Elle a été fondée par Ludwig Binswanger et Medard Boss, tous deux psychiatres exerçant en Suisse alémanique. Issu d'une longue et prestigieuse lignée de psychiatres (son oncle Otto Binswanger soigna Nietzsche), L. Binswanger dirigea la célèbre clinique de Bellevue, à Kreuzlingen. Si Binswanger ne fonda pas d'école pour enseigner la méthode qu'il avait élaborée, son œuvre abondante a permis de constituer un véritable corps de doctrine.
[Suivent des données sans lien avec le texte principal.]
//! Task-orchestration core: classify, plan, schedule, aggregate.
//!
//! A coordinator accepts a free-form user request, classifies it, expands it
//! into a dependency graph of subtasks bound to pluggable capability
//! providers, executes that graph with level-based parallelism, and
//! synthesizes one unified result.

/// Result aggregation by task category.
pub mod aggregator;
/// Execution and analysis configuration.
pub mod config;
/// Error types and result definitions.
pub mod error;
/// Intent classification from raw user text.
pub mod intent;
/// Orchestrator facade.
pub mod orchestrator;
/// Per-category subtask planning.
pub mod planner;
/// Capability-provider registry.
pub mod registry;
/// Dependency-level scheduling and concurrent execution.
pub mod scheduler;

pub use aggregator::ResultAggregator;
pub use config::{AnalysisConfig, ExecutionConfig, OrchestratorConfig};
pub use error::{OrchestratorError, Result};
pub use intent::{
    AnalysisDepth, AnalysisHints, ClassifierRules, Intent, IntentStrategy,
    KeywordIntentClassifier,
};
pub use orchestrator::Orchestrator;
pub use planner::TaskPlanner;
pub use registry::CapabilityRegistry;
pub use scheduler::DependencyScheduler;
En revanche, Medard Boss développa dans les années 1960 à Zürich une formation en Daseinsanalyse (Daseinsanalytisches Institut für Psychotherapie und Psychosomatik) pour les psychiatres et les psychothérapeutes. À Zürich, la Daseinsanalyse est principalement représentée et enseignée aujourd'hui par le Dr. Alice Holzhey-Kunz au Daseinsanalytisches Seminar (DaS).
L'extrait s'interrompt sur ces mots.